Start of Supplied information
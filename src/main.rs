use actix_web::{
    self, App, HttpResponse, HttpServer,
    http::header::ContentType,
    middleware::Logger,
    web,
};
use std::sync::{Arc, LazyLock};

use crate::modules::upload::{
    model::{UploadConfig, UploadMode},
    processor::HttpProcessor,
    service::UploadService,
    store_fs::FsStore,
};

mod api;
mod constants;
mod modules;

pub static ENV: LazyLock<constants::Env> = LazyLock::new(|| {
    dotenvy::dotenv().ok();
    env_logger::init();
    log::info!("Environment variables loaded from .env file");
    constants::Env::default()
});

#[actix_web::get("/")]
async fn index() -> HttpResponse {
    HttpResponse::Ok()
        .content_type(ContentType::html())
        .body(include_str!("../static/index.html"))
}

#[actix_web::main]
async fn main() -> std::io::Result<()> {
    let mode = UploadMode::parse(&ENV.upload_mode)
        .ok_or_else(|| std::io::Error::other("UPLOAD_MODE must be either 'local' or 'proxy'"))?;

    let processor = ENV.processor_url.as_ref().map(|url| Arc::new(HttpProcessor::new(url.clone())));
    if mode == UploadMode::Proxy && processor.is_none() {
        return Err(std::io::Error::other("PROCESSOR_URL must be set when UPLOAD_MODE=proxy"));
    }

    let config = UploadConfig { mode, max_file_size: ENV.max_file_size, ..UploadConfig::default() };
    let upload_service =
        UploadService::new(Arc::new(FsStore::new(ENV.upload_dir.clone())), processor, config);

    println!("Starting server at http://{}:{}", ENV.ip.as_str(), ENV.port);
    HttpServer::new(move || {
        App::new()
            .wrap(Logger::default())
            .app_data(web::Data::new(upload_service.clone()))
            .service(index)
            .service(
                web::scope("/api")
                    .configure(modules::upload::route::configure::<FsStore, HttpProcessor>),
            )
    })
    .bind((ENV.ip.as_str(), ENV.port))?
    .workers(2)
    .run()
    .await
}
End of Supplied information
Aim of the exercise: Please transcribe the entries above exactly as written.

Task response:
filename src/main.rs
use actix_web::{
    self, App, HttpResponse, HttpServer,
    http::header::ContentType,
    middleware::Logger,
    web,
};
use std::sync::{Arc, LazyLock};

use crate::modules::upload::{
    model::{UploadConfig, UploadMode},
    processor::HttpProcessor,
    service::UploadService,
    store_fs::FsStore,
};

mod api;
mod constants;
mod modules;

pub static ENV: LazyLock<constants::Env> = LazyLock::new(|| {
    dotenvy::dotenv().ok();
    env_logger::init();
    log::info!("Environment variables loaded from .env file");
    constants::Env::default()
});

#[actix_web::get("/")]
async fn index() -> HttpResponse {
    HttpResponse::Ok()
        .content_type(ContentType::html())
        .body(include_str!("../static/index.html"))
}

#[actix_web::main]
async fn main() -> std::io::Result<()> {
    let mode = UploadMode::parse(&ENV.upload_mode)
        .ok_or_else(|| std::io::Error::other("UPLOAD_MODE must be either 'local' or 'proxy'"))?;

    let processor = ENV.processor_url.as_ref().map(|url| Arc::new(HttpProcessor::new(url.clone())));
    if mode == UploadMode::Proxy && processor.is_none() {
        return Err(std::io::Error::other("PROCESSOR_URL must be set when UPLOAD_MODE=proxy"));
    }

    let config = UploadConfig { mode, max_file_size: ENV.max_file_size, ..UploadConfig::default() };
    let upload_service =
        UploadService::new(Arc::new(FsStore::new(ENV.upload_dir.clone())), processor, config);

    println!("Starting server at http://{}:{}", ENV.ip.as_str(), ENV.port);
    HttpServer::new(move || {
        App::new()
            .wrap(Logger::default())
            .app_data(web::Data::new(upload_service.clone()))
            .service(index)
            .service(
                web::scope("/api")
                    .configure(modules::upload::route::configure::<FsStore, HttpProcessor>),
            )
    })
    .bind((ENV.ip.as_str(), ENV.port))?
    .workers(2)
    .run()
    .await
}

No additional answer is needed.